Monday, August 17, 2015

Real Gone Music presents: Grateful Dead Dick's Picks Vol Seven September 1974 - New release review

I just received the latest release from Grateful Dead's Dick's Picks, Vol Seven and it's a strong set. Opening with Scarlet Begonias the Dead wastes no time whatsoever getting the groove going. Western flavored Mexicali Blues has a great feel and Weir's vocals are strong and clear. Row Jimmy is a nice change up and Garcia plays some shimmery guitar riffs that are actually chilling. Very cool! On Black-ThroatedWind the Dead's blues influences are particularly strong. Lesh's contribution on bass are vital on this track. A cool little (extended) ditty, Mississippi Half-Step Uptown Toodeloo has a real nice swagger and clean guitar solos. Garcia's vocals are spot on and fine! Beat It On Down The Line is of course one of the band's rockers and has great drive. Keith Godchaux lays down some nice piano work on this track and Donna Jean adds nice vocal harmonies. Tennessee Jed has just the right groove and Garcia leads it perfectly. Keith, Jerry, Bob and Phil really get a solid footing on this track held tight by Bill Kreutzmann for my favorite track on disc one. Band hit, Playing In The Band wraps side one in classic style with a 23 plus minute jam.

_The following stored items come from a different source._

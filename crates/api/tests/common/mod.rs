#![allow(dead_code)]

use std::io;
use std::sync::atomic::{AtomicUsize, Ordering};
use std::sync::{Arc, Mutex};
use std::time::Duration;

use axum::body::Body;
use axum::http::{Method, Request, Response};
use axum::Router;
use http_body_util::BodyExt;
use tower::ServiceExt;

use scriptgate_api::config::{ServerConfig, Transport};
use scriptgate_api::router::build_app_router;
use scriptgate_api::state::AppState;
use scriptgate_core::auth::CredentialHeaders;
use scriptgate_core::config::GatewayConfig;
use scriptgate_core::credentials::Credential;
use scriptgate_core::gateway::Gateway;
use scriptgate_core::scripting::evaluator::{
    BindingValue, Bindings, CancelFlag, EvaluationOutcome, EvaluatorLimits, ScriptEvaluator,
};

pub const TOKEN: &str = "test-token";

/// Build a test `ServerConfig`: token credential, result name `result`,
/// four workers and a short execution deadline.
pub fn test_config() -> ServerConfig {
    ServerConfig {
        host: "127.0.0.1".parse().unwrap(),
        http_port: 0,
        grpc_port: 0,
        transport: Transport::Http,
        request_timeout_secs: 30,
        gateway: GatewayConfig {
            credential: Credential::Token(TOKEN.into()),
            credential_headers: CredentialHeaders::default(),
            result_name: "result".into(),
            max_workers: 4,
            logging_enabled: true,
            max_script_bytes: 64 * 1024,
            limits: EvaluatorLimits {
                timeout: Duration::from_secs(2),
                ..EvaluatorLimits::default()
            },
        },
    }
}

/// Build the full application router with all middleware layers, backed by
/// the real evaluator.
pub fn build_test_app() -> Router {
    build_test_app_with_config(test_config())
}

pub fn build_test_app_with_config(config: ServerConfig) -> Router {
    let gateway = Arc::new(Gateway::new(&config.gateway));
    build_app_router(AppState::new(Arc::new(config), gateway))
}

/// Same router, with `evaluator` standing in for the script engine.
pub fn build_test_app_with_evaluator(evaluator: Arc<dyn ScriptEvaluator>) -> Router {
    let config = test_config();
    let gateway = Arc::new(Gateway::with_evaluator(&config.gateway, evaluator));
    build_app_router(AppState::new(Arc::new(config), gateway))
}

/// Counts invocations; every script "binds" `result = 1`.
#[derive(Default)]
pub struct CountingEvaluator {
    calls: AtomicUsize,
}

impl CountingEvaluator {
    pub fn calls(&self) -> usize {
        self.calls.load(Ordering::SeqCst)
    }
}

impl ScriptEvaluator for CountingEvaluator {
    fn evaluate(&self, _script: &str, _cancel: &CancelFlag) -> EvaluationOutcome {
        self.calls.fetch_add(1, Ordering::SeqCst);
        let mut bindings = Bindings::new();
        bindings.insert("result", BindingValue::Data(serde_json::json!(1)));
        EvaluationOutcome::Completed(bindings)
    }
}

/// In-memory sink for formatted tracing output.
#[derive(Clone, Default)]
pub struct CapturedLogs(Arc<Mutex<Vec<u8>>>);

impl CapturedLogs {
    /// Route this thread's INFO-and-above events here until the guard drops.
    pub fn install(&self) -> tracing::subscriber::DefaultGuard {
        let sink = self.clone();
        let subscriber = tracing_subscriber::fmt()
            .with_writer(move || sink.clone())
            .with_ansi(false)
            .with_max_level(tracing::Level::INFO)
            .finish();
        tracing::subscriber::set_default(subscriber)
    }

    pub fn contents(&self) -> String {
        String::from_utf8_lossy(&self.0.lock().unwrap()).into_owned()
    }
}

impl io::Write for CapturedLogs {
    fn write(&mut self, buf: &[u8]) -> io::Result<usize> {
        self.0.lock().unwrap().extend_from_slice(buf);
        Ok(buf.len())
    }

    fn flush(&mut self) -> io::Result<()> {
        Ok(())
    }
}

// ---------------------------------------------------------------------------
// Request helpers
// ---------------------------------------------------------------------------

pub async fn get(app: Router, uri: &str) -> Response<Body> {
    app.oneshot(Request::builder().uri(uri).body(Body::empty()).unwrap())
        .await
        .unwrap()
}

/// POST a raw body to `/script` with the given headers.
pub async fn post_raw(
    app: Router,
    body: impl Into<Body>,
    headers: &[(&str, &str)],
) -> Response<Body> {
    let mut builder = Request::builder().method(Method::POST).uri("/script");
    for (name, value) in headers {
        builder = builder.header(*name, *value);
    }
    app.oneshot(builder.body(body.into()).unwrap())
        .await
        .unwrap()
}

/// POST `{"script": script}` to `/script` with the given credential headers.
pub async fn post_script(app: Router, script: &str, headers: &[(&str, &str)]) -> Response<Body> {
    let body = serde_json::json!({ "script": script }).to_string();
    let mut all = vec![("content-type", "application/json")];
    all.extend_from_slice(headers);
    post_raw(app, body, &all).await
}

/// POST with the valid test token.
pub async fn post_script_authed(app: Router, script: &str) -> Response<Body> {
    post_script(app, script, &[("x-token", TOKEN)]).await
}

pub async fn body_json(response: Response<Body>) -> serde_json::Value {
    let bytes = response.into_body().collect().await.unwrap().to_bytes();
    serde_json::from_slice(&bytes).unwrap()
}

 Opening disc two is Weather Report Suite, opening with it's classical nature but evolving into a rowdy Dead western rocker with Weir and Donna Jean taking the vocal lead. Stella Blue is a classic Dead blues ballad and finds Garcia in some of his best vocals for my own personal preference in a long time. Jack Straw has a particularly cohesive feel with tight overlayed guitar and bass work. Brown-Eyed Women is as straight up crowd pleaser with no extraneous jams as I've heard the band perform. It is well received and clear. Big River has a hard driving feel and Weir coupled with Keith really gets it going on this one. Of course there is plenty of guitar to go around but the boys keep it reeled in and tight. Classic Dead track, Truckin' is a very short 10 plus minute version of one of their mist popular tracks ever. Nice! Blending straight into Wood Green Jam the band get creatively loose and although cohesive, more expressive. Wrapping disc 2 is Wharf Rat. Compelling vocals by Garcia as well as bass work by Lesh, piano by Keith and tight rhythms by Bill give this track real texture.

Western flavored Me and My Uncle is a great opener for disc 3 featuring Weir on vocal and fast paced soloing. This is a great toe tapper and gives Garcia a real opening to play some of his best riffs on the release. Just the opening of Not Fade Away elicits a crowd roar. Weir and Garcia sing in tandem as Lesh and Bill drive the rhythm train. Melodic soloing by Jerry and Lesh gets this track flying and it doesn't land for over 16 minutes. Clocking in at over 24 minutes, Dark Star pushes the envelope for free form jamming, with a solid melody falling out of the mist a times but only briefly. A continuation of the jam, Spam Jam, is much more wide open and experimental although a really cool jazz formation does appear. Interesting. Morning Dew is wound way down from Spam Jam with cohesive bass lines from Lesh driving Jerry vocally. Nice tight piano work from Keith leads to some frenzied guitar work and nicely woven solo lines between Weir and Garcia. Wrapping the release is U.S. Blues, an all time favorite with ideal framing and strong closing capabilities. Tight and powerful, the Dead crushes it.